Who's your competition?

That's the subject of this past Monday's blog post, Are You Sure You Know Who’s Your Competition? Follow that link to the blog, or keep reading for the entire post.

Let’s say that you’re a gastroenterologist. Things are looking great, right? But don’t you see who’s breathing down your neck?

You think that it’s just some other gastroenterologist across town?

Well, you’re right, but not right enough.

Or, let’s say that you’re a radiologist. Who’s your competition?

You think it’s a large, national group?

Well, you’re right, but not right enough.

Or, let’s say that you’re the CEO of a hospital with fifty or five hundred employed physicians. Who’s your competition? The hospital five miles down the road?

Well, you’re right, but not right enough.

Your real competition is an amateur, at least in your perception, someone who realizes that the pieces can be arranged another way, a way that cuts you off, a way that cuts you to the bone.

It’s the primary care physician who realizes that if she and her colleagues link up, they can employ their own gastroenterologist. It’s the large employer who realizes that they can link up with an anesthesia group to direct their employees to the most efficacious surgeons and hospitals for a certain procedure. It’s some guy and some hospital in India or on Grand Cayman.
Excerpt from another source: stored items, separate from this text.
//! PortableSource binary installation
//!
//! Downloads the latest `portablesource-rs` release asset from GitHub,
//! installs it as `/usr/local/bin/portablesource` and runs its `setup-env`
//! subcommand once.

mod binary_staging;
mod bootstrap;
pub mod console;
mod detection;
pub mod download;
mod error;
mod orchestration;
pub mod privilege;
mod runners;

pub use bootstrap::BootstrapStatus;
pub use detection::{InstallationState, check_installation_state, verify_installed};
pub use error::{InstallError, ResolutionError};
pub use orchestration::{InstallOutcome, Installer, resolve_asset};
pub use privilege::{DirectFileOps, ElevatedFileOps, PrivilegeMode, PrivilegedFileOp};
pub use runners::{run_dry_run, run_install};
Mark Twain wrote of this almost 120 years ago:

“But, don’t you know, there are some things that can beat smartness and foresight? Awkwardness and stupidity can. The best swordsman in the world doesn’t need to fear the second best swordsman in the world; no, the person for him to be afraid of is some ignorant antagonist who has never had a sword in his hand before; he doesn’t do the thing he ought to do, and so the expert isn’t prepared for him; he does the thing he ought not to do; and often it catches the expert out and ends him on the spot. Well, how could I, with all my gifts, make any valuable preparation against a near-sighted, cross-eyed, pudding-headed clown who would aim himself at the wrong tree and hit the right one?”

Smart readers will begin to think who their pudding-headed clown might be.

But wise readers will begin to think how they can become a pudding-headed clown.

Business Life in the Time of Coronavirus Mini-Series 

The coronavirus crisis caused a short term economic crisis for many medical groups. Our mini-series shows you the way out. Plus, many of the concepts discussed are applicable during both good times and bad. 

[If you haven't already seen them, follow this link to watch our entire series.]


Watch Tuesday's video here, or just keep reading below for a revised, more polished transcript:

Let's talk about covenants not to compete and thinking ahead.

Many physicians are hot to sell their practices these days. But they may not yet be done practicing, certainly not within the 3, 5 or 7 years of the employment agreement term that they get with the buyer.

You often find covenants not to compete in those types of deals in both the purchase agreement and the employment agreement. The length of those covenants may not match. Some may burn out over the payment period. Some may continue to run for many years after the employment period, which may run longer than the payment period.

You don’t want to find yourself in the position where, at the end of the practice sale covenant not to compete, your only practical choices, should you want to continue to work, are to move out of town or submit to a renewal employment agreement with the buyer at under market compensation.

These covenants aren’t just “footnotes” to an M&A deal. They have a life of their own. They need to be analyzed as a deal into and unto themselves.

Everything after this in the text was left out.